> _Task prompt_
Write out every line below that contains "Lamar".

> _Data_
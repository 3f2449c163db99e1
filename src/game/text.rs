//! Answer normalization and fuzzy matching for free-text submissions.
//!
//! Match strictness is a tunable policy ([`MatchPolicy`]) rather than a fixed
//! threshold: player-facing answers tolerate case, accents, punctuation, and
//! a length-scaled number of typos.

use serde::Deserialize;

/// Tolerance applied when judging free-text answers.
#[derive(Debug, Clone, PartialEq, Deserialize)]
#[serde(default)]
pub struct MatchPolicy {
    /// Answers shorter than this allow `short_edits` typos.
    pub short_len: usize,
    /// Edit budget for short answers.
    pub short_edits: usize,
    /// Answers shorter than this (but at least `short_len`) allow `medium_edits`.
    pub medium_len: usize,
    /// Edit budget for medium answers.
    pub medium_edits: usize,
    /// Edit budget for anything longer.
    pub long_edits: usize,
    /// Fraction of an expected continuation that counts as a full answer.
    pub continuation_prefix: f32,
}

impl Default for MatchPolicy {
    fn default() -> Self {
        Self {
            short_len: 5,
            short_edits: 0,
            medium_len: 10,
            medium_edits: 1,
            long_edits: 2,
            continuation_prefix: 0.6,
        }
    }
}

impl MatchPolicy {
    /// Edit budget allowed for a normalized answer of `len` characters.
    fn allowed_edits(&self, len: usize) -> usize {
        if len < self.short_len {
            self.short_edits
        } else if len < self.medium_len {
            self.medium_edits
        } else {
            self.long_edits
        }
    }

    /// Whether `given` is an acceptable rendition of `expected`.
    pub fn matches(&self, expected: &str, given: &str) -> bool {
        let expected = normalize(expected);
        let given = normalize(given);
        if expected.is_empty() {
            return false;
        }
        if expected == given {
            return true;
        }
        edit_distance(&expected, &given) <= self.allowed_edits(expected.chars().count())
    }

    /// Judge a continuation answer: fuzzy match on the full line, or a long
    /// enough exact prefix of it.
    pub fn continuation_matches(&self, expected: &str, given: &str) -> bool {
        if self.matches(expected, given) {
            return true;
        }
        let expected = normalize(expected);
        let given = normalize(given);
        let needed = (expected.chars().count() as f32 * self.continuation_prefix).ceil() as usize;
        given.chars().count() >= needed.max(1) && expected.starts_with(&given)
    }
}

/// Canonical form used for comparisons and duplicate detection: lowercase,
/// accents folded, everything but letters/digits dropped.
pub fn normalize(input: &str) -> String {
    input
        .chars()
        .flat_map(fold_char)
        .filter(|c| c.is_ascii_alphanumeric())
        .collect()
}

/// Fold a character to its unaccented lowercase ASCII form where one exists.
fn fold_char(c: char) -> Option<char> {
    let c = c.to_ascii_lowercase();
    let folded = match c {
        'à' | 'á' | 'â' | 'ä' | 'ã' | 'å' => 'a',
        'ç' => 'c',
        'è' | 'é' | 'ê' | 'ë' => 'e',
        'ì' | 'í' | 'î' | 'ï' => 'i',
        'ñ' => 'n',
        'ò' | 'ó' | 'ô' | 'ö' | 'õ' | 'ø' => 'o',
        'ù' | 'ú' | 'û' | 'ü' => 'u',
        'ý' | 'ÿ' => 'y',
        'æ' => 'a',
        'œ' => 'o',
        other => other,
    };
    Some(folded)
}

/// Levenshtein distance over chars, single-row dynamic programming.
fn edit_distance(a: &str, b: &str) -> usize {
    let a: Vec<char> = a.chars().collect();
    let b: Vec<char> = b.chars().collect();
    if a.is_empty() {
        return b.len();
    }
    if b.is_empty() {
        return a.len();
    }

    let mut row: Vec<usize> = (0..=b.len()).collect();
    for (i, ca) in a.iter().enumerate() {
        let mut prev = row[0];
        row[0] = i + 1;
        for (j, cb) in b.iter().enumerate() {
            let substitute = prev + usize::from(ca != cb);
            prev = row[j + 1];
            row[j + 1] = substitute.min(prev + 1).min(row[j] + 1);
        }
    }
    row[b.len()]
}

#[cfg(test)]
mod tests {
    use super::*;

    #[test]
    fn normalize_folds_case_accents_and_punctuation() {
        assert_eq!(normalize("Beyoncé"), "beyonce");
        assert_eq!(normalize("  The Weeknd!  "), "theweeknd");
        assert_eq!(normalize("AC/DC"), "acdc");
    }

    #[test]
    fn short_answers_are_strict() {
        let policy = MatchPolicy::default();
        assert!(policy.matches("Jul", "jul"));
        assert!(!policy.matches("Jul", "jil"));
    }

    #[test]
    fn longer_answers_tolerate_typos() {
        let policy = MatchPolicy::default();
        assert!(policy.matches("Kendrick Lamar", "kendrik lamar"));
        assert!(policy.matches("Aya Nakamura", "aya nakamoura"));
        assert!(!policy.matches("Kendrick Lamar", "kandrick lamer the third"));
    }

    #[test]
    fn continuation_accepts_long_prefix() {
        let policy = MatchPolicy::default();
        let line = "sous le soleil de minuit on danse encore";
        assert!(policy.continuation_matches(line, "Sous le soleil de minuit on danse"));
        assert!(!policy.continuation_matches(line, "sous le"));
    }

    #[test]
    fn edit_distance_basics() {
        assert_eq!(edit_distance("abc", "abc"), 0);
        assert_eq!(edit_distance("abc", "abd"), 1);
        assert_eq!(edit_distance("", "abc"), 3);
        assert_eq!(edit_distance("kitten", "sitting"), 3);
    }
}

> _Exercise solution_
        assert!(policy.matches("Kendrick Lamar", "kendrik lamar"));
        assert!(!policy.matches("Kendrick Lamar", "kandrick lamer the third"));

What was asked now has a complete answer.